(Collected data)
....................
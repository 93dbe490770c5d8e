//! RoverD - gateway daemon between a serial controller board and TCP clients

use clap::Parser;
use roverd::config::Cli;
use roverd::core::types::SystemState;
use roverd::shared::SharedState;
use roverd::sync::StopFlag;
use roverd::workers::{ControllerWorker, LogWorker, TcpWorker, UsbWorker};
use signal_hook::consts::{SIGINT, SIGTERM};
use signal_hook::iterator::Signals;
use std::process::ExitCode;
use std::sync::Arc;
use std::thread;
use std::time::Duration;

fn main() -> ExitCode {
    // clap exits with code 2 on argument errors
    let cli = Cli::parse();

    env_logger::Builder::from_env(env_logger::Env::default().default_filter_or("info")).init();

    let cfg = cli.into_config();
    log::info!("roverd v{} starting", env!("CARGO_PKG_VERSION"));
    log::info!(
        "Board {}@{}, state port {}, cmd port {}",
        cfg.serial_dev,
        cfg.serial_baud,
        cfg.state_port,
        cfg.cmd_port
    );

    let control_mode = cfg.control_mode;
    let sh = SharedState::new(cfg);
    let stop = Arc::new(StopFlag::new());

    // Armed by default; flag routing can disarm/rearm at runtime
    sh.system_state.store(SystemState {
        running: true,
        control_mode,
        continuous_flags: 0,
    });

    // Termination signals flip the stop flag; workers notice within a cycle
    {
        let stop = Arc::clone(&stop);
        thread::Builder::new()
            .name("signal-handler".to_string())
            .spawn(move || {
                let mut signals =
                    Signals::new([SIGINT, SIGTERM]).expect("Failed to register signal handlers");
                if let Some(sig) = signals.forever().next() {
                    log::info!("Received signal {}, shutting down", sig);
                    stop.request_stop();
                }
            })
            .expect("Failed to spawn signal handler thread");
    }

    let mut handles = Vec::new();
    {
        let worker = UsbWorker::new(Arc::clone(&sh), Arc::clone(&stop));
        handles.push(
            thread::Builder::new()
                .name("usb-worker".to_string())
                .spawn(move || worker.run())
                .expect("Failed to spawn USB worker"),
        );
    }
    {
        let worker = TcpWorker::new(Arc::clone(&sh), Arc::clone(&stop));
        handles.push(
            thread::Builder::new()
                .name("tcp-worker".to_string())
                .spawn(move || worker.run())
                .expect("Failed to spawn TCP worker"),
        );
    }
    {
        let worker = ControllerWorker::new(Arc::clone(&sh), Arc::clone(&stop));
        handles.push(
            thread::Builder::new()
                .name("ctrl-worker".to_string())
                .spawn(move || worker.run())
                .expect("Failed to spawn controller worker"),
        );
    }
    {
        let worker = LogWorker::new(Arc::clone(&sh), Arc::clone(&stop));
        handles.push(
            thread::Builder::new()
                .name("log-worker".to_string())
                .spawn(move || worker.run())
                .expect("Failed to spawn log worker"),
        );
    }

    // Wait for a stop request (signal, or a worker hitting a fatal error)
    while !stop.stop_requested() {
        thread::sleep(Duration::from_millis(50));
    }
    stop.request_stop();

    for handle in handles {
        let _ = handle.join();
    }

    log::info!("Shutdown complete");

    if sh.is_fatal() {
        ExitCode::from(1)
    } else {
        ExitCode::SUCCESS
    }
}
....................
* **TASK REQUIREMENTS**:
How many of the lines above include the string "info"? Give only the number.

* **WRITTEN RESPONSE**:
5